» Exercise inputs:
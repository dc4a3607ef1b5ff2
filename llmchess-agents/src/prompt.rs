//! Prompt construction and move extraction for language-model agents

use llmchess_core::MoveRequest;

const MOVE_OPEN: &str = "<move>";
const MOVE_CLOSE: &str = "</move>";

/// Render the fixed prompt template for a move request.
pub fn build_prompt(req: &MoveRequest<'_>) -> String {
    format!(
        "You are a chess grandmaster. Given the current state of the chess board:\n\
         {}\n\
         Legal moves: {}\n\
         History of moves so far: {}\n\
         Feedback on the previous move: {}\n\
         Generate the next move and explain your reasoning concisely.\n\
         The move should be in a <move> tag",
        req.fen, req.legal_moves, req.history, req.feedback
    )
}

/// Pull the move out of a model response: the sole content between one
/// pair of `<move>` tags. Missing markers mean no move was found, which
/// is not an error.
pub fn extract_move(response: &str) -> Option<String> {
    let start = response.find(MOVE_OPEN)? + MOVE_OPEN.len();
    let rest = &response[start..];
    let end = rest.find(MOVE_CLOSE)?;
    let candidate = rest[..end].trim();
    if candidate.is_empty() {
        None
    } else {
        Some(candidate.to_string())
    }
}

#[cfg(test)]
mod tests {
    use super::*;

    #[test]
    fn test_prompt_carries_all_request_fields() {
        let req = MoveRequest {
            fen: "rnbqkbnr/pppppppp/8/8/8/8/PPPPPPPP/RNBQKBNR w KQkq - 0 1",
            legal_moves: "e4, d4, Nf3",
            history: "",
            feedback: "Illegal move: Ke2",
        };
        let prompt = build_prompt(&req);
        assert!(prompt.contains(req.fen));
        assert!(prompt.contains("Legal moves: e4, d4, Nf3"));
        assert!(prompt.contains("Feedback on the previous move: Illegal move: Ke2"));
        assert!(prompt.contains("<move>"));
    }

    #[test]
    fn test_extract_simple() {
        assert_eq!(
            extract_move("I will play <move>e4</move> because it controls the center."),
            Some("e4".to_string())
        );
    }

    #[test]
    fn test_extract_with_whitespace() {
        assert_eq!(
            extract_move("<move>\n  Nf3 \n</move>"),
            Some("Nf3".to_string())
        );
    }

    #[test]
    fn test_extract_first_pair_wins() {
        assert_eq!(
            extract_move("<move>d4</move> or maybe <move>c4</move>"),
            Some("d4".to_string())
        );
    }

    #[test]
    fn test_missing_markers() {
        assert_eq!(extract_move("The best move is e4."), None);
        assert_eq!(extract_move("<move>e4"), None);
        assert_eq!(extract_move("e4</move>"), None);
    }

    #[test]
    fn test_empty_tags() {
        assert_eq!(extract_move("<move></move>"), None);
        assert_eq!(extract_move("<move>   </move>"), None);
    }
}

» Your objective: Output the listing above word for word, from the opening line through the line that contains "content between one", and leave out everything after it.

» Finished exercise:
repository dc4a3607ef1b5ff2
filename llmchess-agents/src/prompt.rs
//! Prompt construction and move extraction for language-model agents

use llmchess_core::MoveRequest;

const MOVE_OPEN: &str = "<move>";
const MOVE_CLOSE: &str = "</move>";

/// Render the fixed prompt template for a move request.
pub fn build_prompt(req: &MoveRequest<'_>) -> String {
    format!(
        "You are a chess grandmaster. Given the current state of the chess board:\n\
         {}\n\
         Legal moves: {}\n\
         History of moves so far: {}\n\
         Feedback on the previous move: {}\n\
         Generate the next move and explain your reasoning concisely.\n\
         The move should be in a <move> tag",
        req.fen, req.legal_moves, req.history, req.feedback
    )
}

/// Pull the move out of a model response: the sole content between one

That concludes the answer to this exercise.